I know I am the only one who does this.

I know I am the only one who does this.

I am the only genealogist who has a sense of family, who feels an ancestor’s pain when I type a date into my Genealogy program of choice (WikiTree). I am the only one who, when reading about some horrific event in an ancestors life, feel it in the pit of my stomach. I am the only one who feels pride when I read that someone was mentioned in the hallowed halls of Congress upon her death.

I know I am the only one.

Today I was working on an adoptee client’s mirror family tree (a tree created to “mirror” the tree of a DNA match, using the match as the “home” person). The husband of the probable mother of the adoptee shares as his death date, a birthday with my Grandfather. As I hit each key to type the death date, I realized that I didn’t just notice when someone shares my birthday, but I notice when I type any of my other important birthdays too.

I have a lot of those dates floating around in my brain. I even use the birth dates to switch around the combinations for my bicycle lock. Having the best bicycle in the house, I have had to change my combo’s a lot because certain children (child) in my life liked to borrow my bike lock or even attempt to borrow my bike. BAD CHILDREN! Right now my bike lock is so far back in my history and brain that it took me weeks and weeks to figure it out – Thank you Ross and several others in my life who share your birthday. I count stairs when I climb them too. Ask me about all telephone numbers I have had in my life…I know, too much information.

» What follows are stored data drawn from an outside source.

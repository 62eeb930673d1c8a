//! Crossref metadata lookup.
//!
//! Resolves a DOI to a [`Record`] through the Crossref works API.
//! See: https://api.crossref.org/

use std::time::Duration;

use reqwest::blocking::Client;
use reqwest::StatusCode;
use serde_json::Value;
use thiserror::Error;
use tracing::{debug, warn};

use crate::record::{value_to_display, Record};

/// Public Crossref endpoint.
pub const DEFAULT_BASE_URL: &str = "https://api.crossref.org";

const USER_AGENT: &str = concat!("refm/", env!("CARGO_PKG_VERSION"));

/// Errors that can occur when fetching metadata.
#[derive(Error, Debug)]
pub enum FetchError {
    #[error("DOI not found")]
    NotFound(String),

    #[error("request failed: {0}")]
    Request(#[from] reqwest::Error),

    #[error("invalid response body: {0}")]
    Decode(reqwest::Error),
}

/// A source of bibliographic metadata addressed by DOI.
pub trait MetadataProvider {
    /// Looks up a DOI and returns the normalized record.
    fn fetch(&self, doi: &str) -> Result<Record, FetchError>;
}

/// Blocking client for the Crossref works API.
pub struct CrossrefClient {
    client: Client,
    base_url: String,
}

impl CrossrefClient {
    /// Create a client for the public Crossref endpoint
    pub fn new() -> Result<Self, FetchError> {
        Self::with_base_url(DEFAULT_BASE_URL)
    }

    /// Create a client for an alternative endpoint (mirror or test server)
    pub fn with_base_url(base_url: impl Into<String>) -> Result<Self, FetchError> {
        // One blocking call per lookup: no request timeout, no retry
        let client = Client::builder()
            .user_agent(USER_AGENT)
            .timeout(None::<Duration>)
            .build()?;

        Ok(Self {
            client,
            base_url: base_url.into(),
        })
    }

    fn work_url(&self, doi: &str) -> String {
        format!("{}/works/{}", self.base_url.trim_end_matches('/'), doi)
    }
}

impl MetadataProvider for CrossrefClient {
    fn fetch(&self, doi: &str) -> Result<Record, FetchError> {
        let url = self.work_url(doi);
        debug!("Crossref lookup: {}", url);

        let response = self.client.get(&url).send()?;
        let status = response.status();
        if status != StatusCode::OK {
            warn!("Crossref lookup for {} returned {}", doi, status);
            return Err(FetchError::NotFound(doi.to_string()));
        }

        let body: Value = response.json().map_err(FetchError::Decode)?;
        let record = record_from_work(&body);
        debug!("Crossref lookup for {} resolved to '{}'", doi, record.title);
        Ok(record)
    }
}

/// Normalizes a Crossref work document into a [`Record`].
///
/// Accepts either the full API response (`{"message": {...}}`) or the bare
/// work object. Absent or malformed fields become empty strings.
pub fn record_from_work(document: &Value) -> Record {
    let work = match document.get("message") {
        Some(message) if message.is_object() => message,
        _ => document,
    };

    Record {
        title: first_entry(work.get("title")),
        author: join_authors(work.get("author")),
        year: work
            .pointer("/issued/date-parts/0/0")
            .map(value_to_display)
            .unwrap_or_default(),
        journal: first_entry(work.get("container-title")),
        publisher: work
            .get("publisher")
            .map(value_to_display)
            .unwrap_or_default(),
    }
}

// Crossref wraps most text fields in single-element lists.
fn first_entry(value: Option<&Value>) -> String {
    match value {
        Some(Value::Array(items)) => items.first().map(value_to_display).unwrap_or_default(),
        Some(other) => value_to_display(other),
        None => String::new(),
    }
}

fn join_authors(value: Option<&Value>) -> String {
    let Some(authors) = value.and_then(Value::as_array) else {
        return String::new();
    };

    authors
        .iter()
        .map(|author| {
            let part = |key: &str| author.get(key).map(value_to_display).unwrap_or_default();
            format!("{} {}", part("given"), part("family"))
        })
        .collect::<Vec<_>>()
        .join(", ")
}

#[cfg(test)]
mod tests {
    use super::*;
    use serde_json::json;

    // ===========================================
    // Tests for record_from_work
    // ===========================================

    #[test]
    fn test_record_from_full_response() {
        // Given: A typical Crossref response envelope
        let document = json!({
            "status": "ok",
            "message": {
                "title": ["Deep Learning"],
                "author": [
                    {"given": "Yann", "family": "LeCun"},
                    {"given": "Yoshua", "family": "Bengio"}
                ],
                "issued": {"date-parts": [[2015, 5, 27]]},
                "container-title": ["Nature"],
                "publisher": "Springer Science and Business Media LLC"
            }
        });

        // When: We normalize it
        let record = record_from_work(&document);

        // Then: Every field is extracted and the year becomes a string
        assert_eq!(record.title, "Deep Learning");
        assert_eq!(record.author, "Yann LeCun, Yoshua Bengio");
        assert_eq!(record.year, "2015");
        assert_eq!(record.journal, "Nature");
        assert_eq!(record.publisher, "Springer Science and Business Media LLC");
    }

    #[test]
    fn test_record_from_bare_work() {
        let document = json!({"title": ["Bare"], "publisher": "P"});

        let record = record_from_work(&document);

        assert_eq!(record.title, "Bare");
        assert_eq!(record.publisher, "P");
    }

    #[test]
    fn test_record_missing_fields_are_empty() {
        // Given: A work with none of the expected fields
        let document = json!({"message": {"type": "journal-article"}});

        // When: We normalize it
        let record = record_from_work(&document);

        // Then: Every field is the empty string
        assert_eq!(record, Record::default());
    }

    #[test]
    fn test_record_empty_lists_are_empty() {
        let document = json!({
            "message": {
                "title": [],
                "author": [],
                "issued": {"date-parts": [[]]},
                "container-title": []
            }
        });

        let record = record_from_work(&document);

        assert_eq!(record, Record::default());
    }

    #[test]
    fn test_record_partial_author_names() {
        // Organizations and mononyms lack a given or family name
        let document = json!({
            "message": {
                "author": [
                    {"family": "Consortium"},
                    {"given": "Plato"}
                ]
            }
        });

        let record = record_from_work(&document);

        assert_eq!(record.author, " Consortium, Plato ");
    }

    #[test]
    fn test_record_null_date_part() {
        let document = json!({"message": {"issued": {"date-parts": [[null]]}}});

        let record = record_from_work(&document);

        assert_eq!(record.year, "");
    }

    // ===========================================
    // Tests for CrossrefClient against a local server
    // ===========================================

    #[test]
    fn test_fetch_success() {
        // Given: A server answering the works endpoint
        let mut server = mockito::Server::new();
        let mock = server
            .mock("GET", "/works/10.1000/xyz123")
            .with_status(200)
            .with_header("content-type", "application/json")
            .with_body(
                json!({
                    "message": {
                        "title": ["T"],
                        "author": [{"given": "A", "family": "B"}],
                        "issued": {"date-parts": [[2020]]},
                        "container-title": ["J"],
                        "publisher": "P"
                    }
                })
                .to_string(),
            )
            .create();
        let client = CrossrefClient::with_base_url(server.url()).unwrap();

        // When: We fetch the DOI
        let record = client.fetch("10.1000/xyz123").unwrap();

        // Then: The record is normalized
        mock.assert();
        assert_eq!(
            record,
            Record {
                title: "T".to_string(),
                author: "A B".to_string(),
                year: "2020".to_string(),
                journal: "J".to_string(),
                publisher: "P".to_string(),
            }
        );
    }

    #[test]
    fn test_fetch_not_found() {
        let mut server = mockito::Server::new();
        let mock = server
            .mock("GET", "/works/10.1000/missing")
            .with_status(404)
            .with_body("Resource not found.")
            .create();
        let client = CrossrefClient::with_base_url(server.url()).unwrap();

        let result = client.fetch("10.1000/missing");

        mock.assert();
        match result {
            Err(FetchError::NotFound(doi)) => assert_eq!(doi, "10.1000/missing"),
            other => panic!("Expected NotFound, got {:?}", other),
        }
    }

    #[test]
    fn test_fetch_server_error_is_not_found() {
        // Any non-200 status fails the lookup, there is no retry
        let mut server = mockito::Server::new();
        let mock = server
            .mock("GET", "/works/10.1000/flaky")
            .with_status(503)
            .expect(1)
            .create();
        let client = CrossrefClient::with_base_url(server.url()).unwrap();

        let result = client.fetch("10.1000/flaky");

        mock.assert();
        assert!(matches!(result, Err(FetchError::NotFound(_))));
    }

    #[test]
    fn test_fetch_invalid_body() {
        let mut server = mockito::Server::new();
        let _mock = server
            .mock("GET", "/works/10.1000/garbled")
            .with_status(200)
            .with_body("<html>not json</html>")
            .create();
        let client = CrossrefClient::with_base_url(server.url()).unwrap();

        let result = client.fetch("10.1000/garbled");

        assert!(matches!(result, Err(FetchError::Decode(_))));
    }

    #[test]
    fn test_work_url_trims_trailing_slash() {
        let client = CrossrefClient::with_base_url("http://localhost:1234/").unwrap();
        assert_eq!(
            client.work_url("10.1/abc"),
            "http://localhost:1234/works/10.1/abc"
        );
    }
}
//! Named-placeholder template rendering.
//!
//! Templates contain `{field}` placeholders that are substituted with the
//! matching [`Record`] field. A placeholder naming a field the record does not
//! provide is an error, never left in the output.

use std::sync::OnceLock;

use regex::{Captures, Regex};
use thiserror::Error;

use crate::record::Record;

/// Errors that can occur during rendering.
#[derive(Error, Debug, Clone, PartialEq, Eq)]
pub enum RenderError {
    #[error("template references unknown field '{{{0}}}'")]
    UnknownPlaceholder(String),
}

fn placeholder_regex() -> &'static Regex {
    static RE: OnceLock<Regex> = OnceLock::new();
    // Matches {name}; braces cannot nest inside a placeholder
    RE.get_or_init(|| Regex::new(r"\{([^{}]*)\}").expect("placeholder pattern is valid"))
}

/// Returns the placeholder names used by a template, in order of appearance.
///
/// Repeated placeholders are listed once per occurrence.
pub fn placeholders(template: &str) -> Vec<&str> {
    placeholder_regex()
        .captures_iter(template)
        .filter_map(|cap| cap.get(1).map(|m| m.as_str()))
        .collect()
}

/// Renders a template with the fields of a record.
///
/// # Arguments
///
/// * `template` - Template text with `{field}` placeholders
/// * `record` - The record providing field values
///
/// # Returns
///
/// The rendered text with every placeholder replaced verbatim.
///
/// # Errors
///
/// Returns [`RenderError::UnknownPlaceholder`] for the first placeholder that
/// does not name a record field.
pub fn render(template: &str, record: &Record) -> Result<String, RenderError> {
    // Validate every placeholder before producing any output
    if let Some(unknown) = placeholders(template)
        .into_iter()
        .find(|name| record.field(name).is_none())
    {
        return Err(RenderError::UnknownPlaceholder(unknown.to_string()));
    }

    let rendered = placeholder_regex().replace_all(template, |caps: &Captures| {
        record.field(&caps[1]).unwrap_or_default().to_string()
    });

    Ok(rendered.into_owned())
}
//! Export of repositories as formatted citation lists.
//!
//! Both reference lists and short in-text citations go through [`export`];
//! they differ only in the template table consulted.

use std::fmt;
use std::fs;
use std::io;
use std::path::{Path, PathBuf};

use thiserror::Error;
use tracing::debug;

use crate::record::Record;
use crate::store::Store;
use crate::style::{CitationKind, Style, StyleError};
use crate::template::{render, RenderError};

/// Errors that can occur during export.
#[derive(Error, Debug)]
pub enum ExportError {
    #[error("Repository '{0}' does not exist.")]
    RepositoryNotFound(String),

    #[error("{}", unsupported_message(.style, .kind))]
    UnsupportedStyle { style: String, kind: CitationKind },

    #[error(transparent)]
    Render(#[from] RenderError),

    #[error("'{}': {source}", path.display())]
    Io { path: PathBuf, source: io::Error },
}

fn unsupported_message(style: &str, kind: &CitationKind) -> String {
    match kind {
        CitationKind::Reference => format!("Style '{}' not supported.", style),
        CitationKind::InText => {
            format!("Style '{}' not supported for in-text citation.", style)
        }
    }
}

impl ExportError {
    /// Whether the error comes from user input rather than the environment.
    pub fn is_user_error(&self) -> bool {
        matches!(
            self,
            ExportError::RepositoryNotFound(_) | ExportError::UnsupportedStyle { .. }
        )
    }
}

/// Outcome of a successful export.
#[derive(Debug, Clone, PartialEq)]
pub struct ExportSummary {
    pub repository: String,
    pub path: PathBuf,
    pub style: Style,
    pub kind: CitationKind,
    /// Number of lines written
    pub count: usize,
}

impl fmt::Display for ExportSummary {
    fn fmt(&self, f: &mut fmt::Formatter<'_>) -> fmt::Result {
        match self.kind {
            CitationKind::Reference => write!(
                f,
                "Exported '{}' to '{}' in {} style.",
                self.repository,
                self.path.display(),
                self.style
            ),
            CitationKind::InText => write!(
                f,
                "Exported short citations for '{}' to '{}' in {} style.",
                self.repository,
                self.path.display(),
                self.style
            ),
        }
    }
}

/// Renders every record with a style, preserving record order.
pub fn render_repository(
    records: &[Record],
    style: Style,
    kind: CitationKind,
) -> Result<Vec<String>, RenderError> {
    let template = style.template(kind);
    records.iter().map(|record| render(template, record)).collect()
}

/// Exports a repository to a file, one rendered line per record.
///
/// # Arguments
///
/// * `store` - The loaded store
/// * `repository` - Name of the repository to export
/// * `style` - Style name as given by the user
/// * `kind` - Full references or short in-text citations
/// * `out` - Output file, overwritten if it exists
///
/// # Errors
///
/// Unknown repositories and styles are reported before any file is touched.
/// A failure to write `out` is returned as [`ExportError::Io`].
pub fn export(
    store: &Store,
    repository: &str,
    style: &str,
    kind: CitationKind,
    out: &Path,
) -> Result<ExportSummary, ExportError> {
    let records = store
        .repository(repository)
        .ok_or_else(|| ExportError::RepositoryNotFound(repository.to_string()))?;

    let style = style.parse::<Style>().map_err(|e| match e {
        StyleError::Unsupported(name) => ExportError::UnsupportedStyle { style: name, kind },
    })?;

    let lines = render_repository(records, style, kind)?;
    let mut content = String::with_capacity(lines.iter().map(|l| l.len() + 1).sum());
    for line in &lines {
        content.push_str(line);
        content.push('\n');
    }

    fs::write(out, content).map_err(|source| ExportError::Io {
        path: out.to_path_buf(),
        source,
    })?;
    debug!(
        "wrote {} {:?} lines for '{}' to {}",
        lines.len(),
        kind,
        repository,
        out.display()
    );

    Ok(ExportSummary {
        repository: repository.to_string(),
        path: out.to_path_buf(),
        style,
        kind,
        count: lines.len(),
    })
}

Noticing significant dates and feeling each keystroke. I am the only one who feels it. The date I typed just a few minutes ago might be even more significant to the Client. It might be the date of her mother or father’s or grandparents death – probably Grandparent. Just to think I am looking at the people that this adoptee has wondered about/looked for, for over 80 years. 80 years of dates come and gone, of weddings and births, graduations and vacations, thanksgivings and deaths. All of them in my finger tips, transferred to the keyboard and out into the ether.

I am on pins and needles waiting for the final DNA test. There have been many tests done for her birth family. Why? Because, this client’s birth family has a rabid family-historian/genealogist in its limbs, thank you universe. This family historian has been on the trail of another adoptee from the family for a while. There are generational differences, but this adoptee is my clients’ closest living relative. No she isn’t the other adoptee’s mother. And there is a skew in the match numbers for the two. They are first cousins once removed kinda sorta. Not exactly a first cousin, certainly not an Aunt and niece. But…it’s so hard to put your finger on because there was endogamy (the custom of marrying only within the limits of a local community, clan, or tribe – WikiPedia) in the family, for generations and generations.

One of my favorite Genetic Genealogists, Roberta Estes, covers the DNA numbers skew in endogamy very well in her blog, DNAeXplianed, Why Are My Predicted Cousin Relationships Wrong? I don’t need to repeat her great blog to explain this, because she explains it quite eloquently. She says “while the rules of thumb about how much DNA you inherit from specific ancestors are useful, they are not absolute. In other words, it’s certainly possible to inherit a very large chunk of DNA from a very specific distant ancestor when the rules of probability and the rule of thumb of 50% would indicate that you should not…

  • Endogamous populations throw a monkey wrench into estimates and calculations, because population members are likely related many times over in unknown ways.  This makes the estimate of relatedness of two people appear closer than it [really] is genealogically…”

My fingertips are stinging from all this typing. I, personally, feel the sting too. So, surely, there are no other genealogist out there in the world who do this, who feel every keystroke, or feel in the input of every recognizable date.

I know I am the only one who does this.

2 thoughts on “I know I am the only one who does this.”

  1. I have not had my DNA done yet. Ask me what I waiting for…

    My great grandmother and her sister married brothers, I wonder how that skews things.

    Those great grand parents were a brick wall for me for a long time. I recently found great grandma’s death certificate. I figured she had died young from family stories, but never really knew. She’d had three children that I knew of, then I found a record of a the stillbirth of her fourth child, a baby girl. My great grandmother died three months after the loss of her baby, at the age of 25, of tuberculosis. July 9, 1915. I mourned her. A hundred and one years later.

    1. It is incredible how you can feel something so real about something that happened so long ago. Thanks for your comments Patty!